自主防災 人のつながりカギ
神戸市民防災研究所所長井上哲雄さん(69歳)
「防災は市民が主役?阪神大震災の教訓から」 そんなテーマの講演会を、神戸市民防災研究所の所長、井上哲雄さん(69)=神戸市東灘区渦森台=は全国で120回以上続けてきた。ホームページなどは設けていないが、口コミで評判が伝わり、講演依頼は絶えない。「地域防災への意識は加速度的に高まってきている。大災害が起きた時には、消防や行政の力だけでは対応できないとの認識が、多くの人に浸透しつつある」と話す。 震災で、住んでいた団地は一部損壊ですんだ。しかし、同区の御影地区で営んでいた地図編集事務所は全壊した。友人3人を失い、安置所の遺体にすがりつく遺族の姿も目の当たりにした。「行政も住民も地震対策が不十分だったのでは」。そんな思いが、地域防災の研究を始めるきっかけになった。 かねてから自治会活動には積極的に参加していたこともあって、震災2年後に発足した地元の「防災福祉コミュニティー」の会長に就任。
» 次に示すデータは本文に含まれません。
pub mod errors;

pub use errors::{ParserResult, SadError, SadErrorCategory, SadResult, StageResult};

use std::fmt::{Display, Formatter};
use std::path::PathBuf;

#[derive(Debug, Clone, Copy, PartialEq, Eq, Hash)]
pub enum PipelineStage {
    ParseLattice,
    ParseTwiss,
    BuildLine,
    Compare,
}

impl PipelineStage {
    pub const fn as_str(self) -> &'static str {
        match self {
            Self::ParseLattice => "PARSE-LATTICE",
            Self::ParseTwiss => "PARSE-TWISS",
            Self::BuildLine => "BUILD-LINE",
            Self::Compare => "COMPARE",
        }
    }
}

impl Display for PipelineStage {
    fn fmt(&self, f: &mut Formatter<'_>) -> std::fmt::Result {
        f.write_str((*self).as_str())
    }
}

/// One invocation of a pipeline stage: a primary input file and the directory
/// its artifacts are written to.
#[derive(Debug, Clone, PartialEq, Eq)]
pub struct StageRequest {
    pub stage: PipelineStage,
    pub input_path: PathBuf,
    pub output_dir: PathBuf,
}

impl StageRequest {
    pub fn new(
        stage: PipelineStage,
        input_path: impl Into<PathBuf>,
        output_dir: impl Into<PathBuf>,
    ) -> Self {
        Self {
            stage,
            input_path: input_path.into(),
            output_dir: output_dir.into(),
        }
    }

    /// File name of the input with the given suffix removed, e.g.
    /// `ring.plain.sad` → `ring` for suffix `.plain.sad`.
    pub fn input_stem(&self, suffixes: &[&str]) -> String {
        let file_name = self
            .input_path
            .file_name()
            .map(|name| name.to_string_lossy().into_owned())
            .unwrap_or_else(|| self.stage.as_str().to_ascii_lowercase());

        suffixes
            .iter()
            .find_map(|suffix| file_name.strip_suffix(suffix))
            .filter(|stem| !stem.is_empty())
            .map(str::to_string)
            .unwrap_or(file_name)
    }
}

#[derive(Debug, Clone, PartialEq, Eq)]
pub struct StageArtifact {
    pub relative_path: PathBuf,
}

impl StageArtifact {
    pub fn new(relative_path: impl Into<PathBuf>) -> Self {
        Self {
            relative_path: relative_path.into(),
        }
    }
}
その活動を通して、「震災の体験と教訓を全国の人に伝えていくことが神戸市民の義務」との思いを強くした。01年には自宅近くに防災研究所を構えた。以来、研究と講演活動に専念している。 講演ではこう訴える。「防災で最も重要なのは、耐震補強と自主防災力の強化です」。震災犠牲者の8?9割が家の下敷きになって亡くなった一方で、下敷きの状態から生還した人の9割以上が住民に助けられたという調査結果を考えれば当然とみる。 自主防災では人のつながりこそがカギ、というのが持論だ。「餅つきでもカラオケ大会でも、イベントをやるには住民をまとめるリーダーや事前準備をする人、当日参加する多数の人がいないと成り立たない。日頃そういう活動を重ね、いざという時に動ける地域組織をつくっておくことが大事。防災と地域活動は切り離して考えられない」 都市部で大地震が起きれば莫大(ばくだい)な数の木造家屋が倒壊すると予想されながら、耐震補強が進んでいないのも気がかりという。「耐震補強には多額の費用がかかる。やはり行政の支援が欠かせない。補強をした方が安上がりになる」と強調する。 講演依頼は年々増え、昨年は40回を超えた。今、講演のタイトルと同じ題名の本の執筆を進めている。
◆自主防災組織◆
阪神大震災をきっかけに、地域住民による自主防災の重要性が見直された。県消防課によると、県が97?01年度に防災資機材の購入に補助金を出したこともあり、95年4月に約27%だった県内の組織率は、04年4月には約94%にまで上昇し、全国4位となった。 多くの市町では自治会単位で組織しているが、神戸市では震災直後の95年度から、複数の自治会や婦人会などが協力し、小学校区単位で「防災福祉コミュニティー」の結成を進めてきた。同市は、結成時に世帯数に応じて最大150万円相当の資機材を提供するほか、毎年の活動費・運営費を助成している。 同コミュニティーは現在183団体あり、同市内の9割以上の学区をカバーしている。防災訓練や防災啓発活動などのほか、日頃はふれあい給食会などの福祉活動に携わり、有事の際にスムーズに協力し合えるように、コミュニケーションを図っている。